Petersilie anbauen: Standort, Aussaat und Pflege

Petersilie anbauen gelingt im Garten wie im Topf – die zweijährige Küchenpflanze ist im ersten Jahr am aromatischsten und unverzichtbar in der heimischen Küche. Ob kraus oder glattblättrig: Schnittpetersilie liefert von Mai bis in den Herbst frische Blätter für Suppen, Soßen und Salate. Mit dem richtigen Standort und etwas Geduld beim Keimen wächst Petersilie zuverlässig und reichlich.

Botanik und Sorten der Petersilie

Schnittpetersilie (Petroselinum crispum subsp. crispum) hat aufrechte, 20 bis 40 cm hohe Stängel mit geteilten, dreifach gefiederten, dunkelgrünen Blättern. Je nach Sorte sind diese glatt oder kraus. Im Sommer des zweiten Standjahres erscheinen gelbliche Doldenblüten, aus denen sich kleine, braune Samen entwickeln. Glattblättrige Petersilie gilt als aromatischer, während die krause Sorte dekorativer wirkt und sich gut als Garnitur eignet. Petersilie stammt ursprünglich aus dem Mittelmeerraum. Die zweijährige Pflanze ist im ersten Jahr am besten genießbar – im zweiten Jahr werden die Blätter hart, sobald sich die Blüten bilden. Wer kontinuierlich ernten möchte, sät daher jedes Jahr neu aus. Die nahe verwandte Wurzelpetersilie (P. c. subsp. tuberosum) wird dagegen wegen ihrer Wurzel geerntet und im Gemüsegarten kultiviert.
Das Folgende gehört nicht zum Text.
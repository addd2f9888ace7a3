use super::shape::{RelationShape, Shape};
use crate::types::DocumentId;
use chrono::{DateTime, Utc};
use serde::{Deserialize, Deserializer, Serialize};

/// Treats an explicit `null` the same as an absent field.
///
/// Strapi sends `null` for unset components and relations; the type layer
/// wants an empty list or a default instead.
pub(crate) fn null_as_default<'de, D, T>(deserializer: D) -> Result<T, D::Error>
where
    D: Deserializer<'de>,
    T: Default + Deserialize<'de>,
{
    Ok(Option::<T>::deserialize(deserializer)?.unwrap_or_default())
}

/// Common fields for all blocks
#[derive(Debug, Clone, PartialEq, Default, Serialize, Deserialize)]
#[serde(rename_all = "camelCase")]
pub struct BlockMeta {
    #[serde(default, skip_serializing_if = "Option::is_none")]
    pub id: Option<u64>,
    #[serde(default, skip_serializing_if = "Option::is_none")]
    pub document_id: Option<DocumentId>,
    #[serde(default, skip_serializing_if = "Option::is_none")]
    pub created_at: Option<DateTime<Utc>>,
    #[serde(default, skip_serializing_if = "Option::is_none")]
    pub updated_at: Option<DateTime<Utc>>,
    #[serde(default, skip_serializing_if = "Option::is_none")]
    pub published_at: Option<DateTime<Utc>>,
    /// Free-form payload some components carry alongside their attributes.
    #[serde(default, skip_serializing_if = "Option::is_none")]
    pub data: Option<serde_json::Value>,
}

impl BlockMeta {
    pub fn with_id(id: u64) -> Self {
        Self {
            id: Some(id),
            ..Self::default()
        }
    }
}

/// Identity and bookkeeping timestamps shared by every top-level record.
#[derive(Debug, Clone, PartialEq, Default, Serialize, Deserialize)]
#[serde(rename_all = "camelCase")]
pub struct RecordMeta {
    #[serde(default, skip_serializing_if = "Option::is_none")]
    pub id: Option<u64>,
    #[serde(default, skip_serializing_if = "Option::is_none")]
    pub document_id: Option<DocumentId>,
    #[serde(default, skip_serializing_if = "Option::is_none")]
    pub created_at: Option<DateTime<Utc>>,
    #[serde(default, skip_serializing_if = "Option::is_none")]
    pub updated_at: Option<DateTime<Utc>>,
    #[serde(default, skip_serializing_if = "Option::is_none")]
    pub published_at: Option<DateTime<Utc>>,
}

impl RecordMeta {
    /// The key a local content entry is stored under: `documentId`, else `id`.
    pub fn entry_key(&self) -> Option<String> {
        self.document_id
            .as_ref()
            .map(|id| id.as_str().to_string())
            .or_else(|| self.id.map(|id| id.to_string()))
    }
}

/// An uploaded media file, restricted to the two fields this layer requests.
#[derive(Debug, Clone, PartialEq, Serialize, Deserialize)]
#[serde(rename_all = "camelCase")]
pub struct Image {
    #[serde(default, skip_serializing_if = "Option::is_none")]
    pub id: Option<u64>,
    #[serde(default, skip_serializing_if = "Option::is_none")]
    pub document_id: Option<DocumentId>,
    pub url: String,
    #[serde(default)]
    pub alternative_text: Option<String>,
}

impl RelationShape for Image {
    fn relation_shape() -> Shape {
        Shape::Media
    }
}

/// Visual style of a link rendered as a button.
#[derive(Debug, Clone, Copy, PartialEq, Eq, Serialize, Deserialize)]
#[serde(rename_all = "SCREAMING_SNAKE_CASE")]
pub enum LinkType {
    Primary,
    Secondary,
}

/// `shared.link` component
#[derive(Debug, Clone, PartialEq, Default, Serialize, Deserialize)]
#[serde(rename_all = "camelCase")]
pub struct Link {
    #[serde(default, skip_serializing_if = "Option::is_none")]
    pub id: Option<u64>,
    #[serde(default, deserialize_with = "null_as_default")]
    pub href: String,
    #[serde(default)]
    pub label: Option<String>,
    #[serde(default, deserialize_with = "null_as_default")]
    pub is_external: bool,
    #[serde(default, deserialize_with = "null_as_default")]
    pub is_button_link: bool,
    #[serde(default, rename = "type")]
    pub link_type: Option<LinkType>,
}

impl Link {
    pub fn new(href: impl Into<String>) -> Self {
        Self {
            href: href.into(),
            ..Self::default()
        }
    }

    /// Label to render, falling back to the href itself.
    pub fn display_label(&self) -> &str {
        self.label.as_deref().unwrap_or(&self.href)
    }
}

impl RelationShape for Link {
    fn relation_shape() -> Shape {
        Shape::Leaf
    }
}

/// `shared.logo` component
#[derive(Debug, Clone, PartialEq, Default, Serialize, Deserialize)]
#[serde(rename_all = "camelCase")]
pub struct Logo {
    #[serde(default, skip_serializing_if = "Option::is_none")]
    pub id: Option<u64>,
    #[serde(default)]
    pub logo_text: Option<String>,
    #[serde(default)]
    pub logo_link: Option<String>,
    #[serde(default)]
    pub image: Option<Image>,
}

impl RelationShape for Logo {
    fn relation_shape() -> Shape {
        Shape::nested([("image", Image::relation_shape())])
    }
}

/// `shared.card` component, used by both card grids and FAQ lists.
#[derive(Debug, Clone, PartialEq, Default, Serialize, Deserialize)]
#[serde(rename_all = "camelCase")]
pub struct Card {
    #[serde(default, skip_serializing_if = "Option::is_none")]
    pub id: Option<u64>,
    #[serde(default)]
    pub heading: Option<String>,
    #[serde(default)]
    pub text: Option<String>,
}

impl RelationShape for Card {
    fn relation_shape() -> Shape {
        Shape::Leaf
    }
}

#[cfg(test)]
mod tests {
    use super::*;

    #[test]
    fn test_link_tolerates_nulls() {
        let link: Link = serde_json::from_str(
            r#"{"id": 3, "href": "/blog", "label": null, "isExternal": null, "type": "PRIMARY"}"#,
        )
        .unwrap();
        assert_eq!(link.href, "/blog");
        assert!(!link.is_external);
        assert!(!link.is_button_link);
        assert_eq!(link.link_type, Some(LinkType::Primary));
        assert_eq!(link.display_label(), "/blog");
    }

    #[test]
    fn test_entry_key_prefers_document_id() {
        let meta = RecordMeta {
            id: Some(7),
            document_id: Some(DocumentId::parse("abc").unwrap()),
            ..RecordMeta::default()
        };
        assert_eq!(meta.entry_key().as_deref(), Some("abc"));

        let numeric = RecordMeta {
            id: Some(7),
            ..RecordMeta::default()
        };
        assert_eq!(numeric.entry_key().as_deref(), Some("7"));
        assert_eq!(RecordMeta::default().entry_key(), None);
    }
}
Standort, Aussaat und Pflege

Petersilie bevorzugt einen sonnigen bis halbschattigen Standort mit humosem, gleichmäßig feuchtem Boden. Die Aussaat erfolgt ab April direkt ins Freiland, in Reihen mit etwa 25 cm Abstand. Petersilie keimt sehr langsam – bis zu vier Wochen kann es dauern. Ein bewährter Trick: Die Samen vor der Aussaat 24 Stunden in warmem Wasser einweichen, das beschleunigt die Keimung deutlich. Die Erde sollte während der Keimphase gleichmäßig feucht gehalten werden. Gedüngt wird mit einem stickstoffbetonten Kräuterdünger, jedoch sparsam, da zu viel Stickstoff das Aroma mindert. Regelmäßiges Gießen ist wichtig, Staunässe sollte jedoch vermieden werden. Im Topf oder Kübel auf dem Balkon gedeiht Petersilie ebenfalls gut, wenn der Topf groß genug ist und gut drainiert.
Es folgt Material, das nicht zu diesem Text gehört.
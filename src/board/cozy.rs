use crate::board::moves::Move;
use crate::error::PositionError;
use cozy_chess::{Board as CozyBoard, Color, Piece, Rank, Square};
use serde::{Deserialize, Serialize};
use std::ops::{Deref, DerefMut};

/// Halfmove clock value at which the fifty-move rule draws the game.
pub const FIFTY_MOVE_PLIES: u8 = 100;

/// Occurrences of one position that make a repetition draw.
pub const REPETITION_COUNT: usize = 3;

#[derive(Clone, Copy, Debug, PartialEq, Eq, Hash, Serialize, Deserialize)]
#[serde(rename_all = "snake_case")]
pub enum GameStatus {
    Checkmate,
    Stalemate,
    Repetition,
    InsufficientMaterial,
    FiftyMoveRule,
    Ongoing,
}

impl GameStatus {
    pub fn is_terminal(self) -> bool { self != GameStatus::Ongoing }

    pub fn is_draw(self) -> bool {
        matches!(
            self,
            GameStatus::Stalemate | GameStatus::Repetition | GameStatus::InsufficientMaterial | GameStatus::FiftyMoveRule
        )
    }
}

/// Mutable game state with make/unmake on top of cozy-chess.
///
/// cozy-chess boards are copy-on-play, so every made move pushes the prior
/// board onto `stack`; undo pops it back, which restores castling rights,
/// en-passant file, clocks and hash exactly. The stack doubles as the game
/// history used for repetition detection.
#[derive(Clone, Debug)]
pub struct Position {
    board: CozyBoard,
    stack: Vec<CozyBoard>,
}

impl Default for Position {
    fn default() -> Self { Self::startpos() }
}

impl Position {
    pub fn startpos() -> Self {
        Self::from_board(CozyBoard::default())
    }

    pub fn from_board(board: CozyBoard) -> Self {
        Self { board, stack: Vec::with_capacity(128) }
    }

    pub fn from_fen(fen: &str) -> Result<Self, PositionError> {
        CozyBoard::from_fen(fen.trim(), false)
            .map(Self::from_board)
            .map_err(|e| PositionError::InvalidFen(format!("{fen:?}: {e:?}")))
    }

    pub fn set_from_start_and_moves(moves: &[String]) -> Result<Self, PositionError> {
        let mut pos = Self::startpos();
        for m in moves { pos.make_move_uci(m)?; }
        Ok(pos)
    }

    pub fn board(&self) -> &CozyBoard { &self.board }
    pub fn fen(&self) -> String { format!("{}", self.board) }
    pub fn hash(&self) -> u64 { self.board.hash() }
    pub fn side_to_move(&self) -> Color { self.board.side_to_move() }
    pub fn in_check(&self) -> bool { !self.board.checkers().is_empty() }

    /// Number of moves made on this position that can still be undone.
    pub fn history_len(&self) -> usize { self.stack.len() }

    pub fn legal_moves(&self) -> Vec<Move> {
        let mut out = Vec::with_capacity(64);
        self.board.generate_moves(|ml| {
            let piece = ml.piece;
            for m in ml { out.push(Move::annotate(&self.board, m, piece)); }
            false
        });
        out
    }

    pub fn legal_move_count(&self) -> usize {
        let mut ct = 0usize;
        self.board.generate_moves(|ml| { ct += ml.len(); false });
        ct
    }

    pub fn has_legal_moves(&self) -> bool {
        let mut any = false;
        self.board.generate_moves(|_| { any = true; true });
        any
    }

    /// Looks up a legal move by UCI text. Castling is accepted both as the
    /// king's step (`e1g1`) and as king-takes-rook (`e1h1`).
    pub fn parse_uci(&self, text: &str) -> Result<Move, PositionError> {
        let text = text.trim();
        if !(4..=5).contains(&text.len()) || !text.is_ascii() {
            return Err(PositionError::MalformedMove(text.to_string()));
        }
        self.legal_moves()
            .into_iter()
            .find(|m| m.to_string() == text || format!("{}", m.raw()) == text)
            .ok_or_else(|| PositionError::IllegalMove(text.to_string()))
    }

    /// Applies a move, rejecting it if it is not legal here.
    pub fn make_move(&mut self, mv: Move) -> Result<(), PositionError> {
        if !self.board.is_legal(mv.raw()) {
            return Err(PositionError::IllegalMove(mv.to_string()));
        }
        self.push(mv);
        Ok(())
    }

    pub fn make_move_uci(&mut self, text: &str) -> Result<(), PositionError> {
        let mv = self.parse_uci(text)?;
        self.make_move(mv)
    }

    pub fn unmake_move(&mut self) -> Result<(), PositionError> {
        match self.stack.pop() {
            Some(prev) => { self.board = prev; Ok(()) }
            None => Err(PositionError::NothingToUndo),
        }
    }

    /// Applies a move taken from [`Position::legal_moves`] of this same
    /// position and returns a guard that undoes it when dropped.
    pub fn apply(&mut self, mv: Move) -> Applied<'_> {
        debug_assert!(self.board.is_legal(mv.raw()), "move {mv} is not legal in {}", self.board);
        let depth = self.stack.len();
        self.push(mv);
        Applied { pos: self, depth }
    }

    fn push(&mut self, mv: Move) {
        self.stack.push(self.board.clone());
        self.board.play_unchecked(mv.raw());
    }

    pub fn status(&self) -> GameStatus {
        if !self.has_legal_moves() {
            return if self.in_check() { GameStatus::Checkmate } else { GameStatus::Stalemate };
        }
        self.draw_rule().unwrap_or(GameStatus::Ongoing)
    }

    /// Draw rules that do not depend on move generation. Does not detect
    /// stalemate; callers that need it check for legal moves first.
    pub fn draw_rule(&self) -> Option<GameStatus> {
        if self.board.halfmove_clock() >= FIFTY_MOVE_PLIES {
            return Some(GameStatus::FiftyMoveRule);
        }
        if self.insufficient_material() {
            return Some(GameStatus::InsufficientMaterial);
        }
        if self.repetition_count() >= REPETITION_COUNT {
            return Some(GameStatus::Repetition);
        }
        None
    }

    pub fn is_checkmate(&self) -> bool { self.status() == GameStatus::Checkmate }
    pub fn is_stalemate(&self) -> bool { self.status() == GameStatus::Stalemate }
    pub fn is_draw(&self) -> bool { self.status().is_draw() }

    /// Occurrences of the current position since the last irreversible move,
    /// including the current one.
    pub fn repetition_count(&self) -> usize {
        let window = self.board.halfmove_clock() as usize;
        let target = en_passant_target(&self.board);
        1 + self
            .stack
            .iter()
            .rev()
            .take(window)
            .filter(|b| same_position(&self.board, target, b))
            .count()
    }

    /// K v K, K+minor v K, and bishops-only endings where every bishop
    /// stands on the same square colour.
    pub fn insufficient_material(&self) -> bool {
        let b = &self.board;
        let heavy = b.pieces(Piece::Pawn) | b.pieces(Piece::Rook) | b.pieces(Piece::Queen);
        if !heavy.is_empty() { return false; }
        let knights = b.pieces(Piece::Knight);
        let bishops = b.pieces(Piece::Bishop);
        if knights.len() + bishops.len() <= 1 { return true; }
        if !knights.is_empty() { return false; }
        let mut colours = bishops.into_iter().map(|sq| (sq.file() as usize + sq.rank() as usize) % 2);
        match colours.next() {
            Some(first) => colours.all(|c| c == first),
            None => true,
        }
    }
}

/// Square an en-passant capture can land on, if one is legal. cozy-chess
/// keeps the file after every double push, capturable or not.
fn en_passant_target(board: &CozyBoard) -> Option<Square> {
    let file = board.en_passant()?;
    let rank = if board.side_to_move() == Color::White { Rank::Sixth } else { Rank::Third };
    let target = Square::new(file, rank);
    let mut capturable = false;
    board.generate_moves(|ml| {
        if ml.piece == Piece::Pawn {
            capturable = ml.into_iter().any(|m| m.to == target);
        }
        capturable
    });
    capturable.then_some(target)
}

/// Repetition identity: placement, side to move, castling rights and a
/// playable en-passant capture. Clocks are ignored.
fn same_position(board: &CozyBoard, target: Option<Square>, other: &CozyBoard) -> bool {
    if board.en_passant().is_none() && other.en_passant().is_none() {
        return board.hash() == other.hash();
    }
    board.side_to_move() == other.side_to_move()
        && Color::ALL.iter().all(|&c| board.colors(c) == other.colors(c) && board.castle_rights(c) == other.castle_rights(c))
        && Piece::ALL.iter().all(|&p| board.pieces(p) == other.pieces(p))
        && target == en_passant_target(other)
}

/// A move held applied on a [`Position`]; dropping it restores the position
/// to exactly what it was before [`Position::apply`], whatever was made or
/// unmade through the guard in between.
pub struct Applied<'a> {
    pos: &'a mut Position,
    depth: usize,
}

impl Deref for Applied<'_> {
    type Target = Position;
    fn deref(&self) -> &Position { &*self.pos }
}

impl DerefMut for Applied<'_> {
    fn deref_mut(&mut self) -> &mut Position { &mut *self.pos }
}

impl Drop for Applied<'_> {
    fn drop(&mut self) {
        let stack = &mut self.pos.stack;
        debug_assert!(stack.len() >= self.depth, "moves below an applied guard were unmade");
        if stack.len() > self.depth {
            stack.truncate(self.depth + 1);
            if let Some(prev) = stack.pop() { self.pos.board = prev; }
        }
    }
}

#[cfg(test)]
mod tests {
    use super::*;

    #[test]
    fn bare_kings_and_single_minor_are_insufficient() {
        for fen in ["8/8/4k3/8/8/3K4/8/8 w - - 0 1", "8/8/4k3/8/8/3KN3/8/8 w - - 0 1", "8/8/4kb2/8/8/3K4/8/8 b - - 0 1"] {
            let pos = Position::from_fen(fen).unwrap();
            assert_eq!(pos.status(), GameStatus::InsufficientMaterial, "{fen}");
        }
    }

    #[test]
    fn same_coloured_bishops_are_insufficient_opposite_are_not() {
        // c1 and f8 are both dark squares
        let same = Position::from_fen("5b2/8/4k3/8/8/3K4/8/2B5 w - - 0 1").unwrap();
        assert!(same.insufficient_material());
        // c1 dark, c8 light
        let opposite = Position::from_fen("2b5/8/4k3/8/8/3K4/8/2B5 w - - 0 1").unwrap();
        assert!(!opposite.insufficient_material());
        let knights = Position::from_fen("8/8/4k3/8/8/3K4/8/1NN5 w - - 0 1").unwrap();
        assert!(!knights.insufficient_material());
    }

    #[test]
    fn fifty_move_rule_fires_at_hundred_plies() {
        let live = Position::from_fen("8/8/4k3/8/8/3K4/8/R7 w - - 99 80").unwrap();
        assert_eq!(live.status(), GameStatus::Ongoing);
        let drawn = Position::from_fen("8/8/4k3/8/8/3K4/8/R7 w - - 100 80").unwrap();
        assert_eq!(drawn.status(), GameStatus::FiftyMoveRule);
    }

    #[test]
    fn guard_restores_after_moves_made_through_it() {
        let mut pos = Position::startpos();
        let before = pos.fen();
        let e4 = pos.parse_uci("e2e4").unwrap();
        {
            let mut g = pos.apply(e4);
            g.make_move_uci("e7e5").unwrap();
            g.make_move_uci("g1f3").unwrap();
        }
        assert_eq!(pos.fen(), before);
        assert_eq!(pos.history_len(), 0);
    }

    #[test]
    fn guard_keeps_earlier_moves_when_unmade_through() {
        let mut pos = Position::startpos();
        pos.make_move_uci("e2e4").unwrap();
        let after_e4 = (pos.fen(), pos.hash());
        let e5 = pos.parse_uci("e7e5").unwrap();
        {
            let mut g = pos.apply(e5);
            g.unmake_move().unwrap();
        }
        assert_eq!((pos.fen(), pos.hash()), after_e4);
        assert_eq!(pos.history_len(), 1);
    }

    #[test]
    fn uncapturable_en_passant_file_does_not_split_repetitions() {
        let mut pos = Position::startpos();
        for m in ["e2e4", "e7e5"] { pos.make_move_uci(m).unwrap(); }
        assert_eq!(pos.board().en_passant(), Some(cozy_chess::File::E));
        for m in ["g1f3", "g8f6", "f3g1", "f6g8"] { pos.make_move_uci(m).unwrap(); }
        assert_eq!(pos.repetition_count(), 2);
        for m in ["g1f3", "g8f6", "f3g1", "f6g8"] { pos.make_move_uci(m).unwrap(); }
        assert_eq!(pos.status(), GameStatus::Repetition);
    }

    #[test]
    fn capturable_en_passant_is_a_different_position() {
        // After d7d5 the e5 pawn can take en passant; once the chance is gone
        // the same placement no longer matches.
        let mut pos = Position::from_fen("4k3/3p4/8/4P3/8/8/8/4K3 b - - 0 1").unwrap();
        pos.make_move_uci("d7d5").unwrap();
        for m in ["e1e2", "e8e7", "e2e1", "e7e8"] { pos.make_move_uci(m).unwrap(); }
        assert_eq!(pos.repetition_count(), 1);
    }

    #[test]
    fn guard_undoes_on_drop() {
        let mut pos = Position::startpos();
        let before = pos.fen();
        let mv = pos.parse_uci("e2e4").unwrap();
        {
            let child = pos.apply(mv);
            assert_eq!(child.side_to_move(), Color::Black);
            assert_eq!(child.history_len(), 1);
        }
        assert_eq!(pos.fen(), before);
        assert_eq!(pos.history_len(), 0);
    }
}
Ernte und Verwendung in der Küche

Geerntet werden die äußeren Stängel ab Mai, sobald die Pflanze kräftig genug ist. Immer von außen nach innen ernten, damit die Pflanze weiter wächst. Petersilie ist ein Gewürz-Multitalent: Fein gehackt verfeinert sie Suppen, Brühen, Soßen und Salate. Sie ist reich an Vitamin C, Eisen und ätherischen Ölen. Frisch schmeckt sie am besten, lässt sich aber auch einfrieren – dazu die Blätter waschen, trocknen, hacken und portionsweise einfrieren. Getrocknete Petersilie verliert viel Aroma. In der Küche passt sie zu Kartoffelgerichten, Fisch, Fleisch und als Bestandteil von Kräuterbutter. Auch als Tee oder Heilkraut wird Petersilie traditionell genutzt, etwa bei Verdauungsbeschwerden.

Gaertner Poetschkes Tipp: Weiche die Petersiliensamen vor der Aussaat 24 Stunden in warmem Wasser ein – das beschleunigt die Keimung erheblich und du sparst wertvolle Zeit im Frühjahr.

Häufig gestellte Fragen

Warum keimt Petersilie so langsam und was kann ich dagegen tun?

Petersilie gehört zu den langsamsten Keimern im Kräutergarten – bis zu vier Wochen sind normal. Das Einweichen der Samen in warmem Wasser für 24 Stunden vor der Aussaat beschleunigt den Prozess deutlich. Außerdem sollte die Erde gleichmäßig feucht und der Standort warm sein.

Was ist der Unterschied zwischen krauser und glattblättriger Petersilie?

Glattblättrige Petersilie gilt als aromatischer und intensiver im Geschmack, während krause Petersilie dekorativer ist und sich gut als Garnitur eignet. Für die Küche empfehlen viele Köche die glattblättrige Sorte, da sie mehr Aroma mitbringt.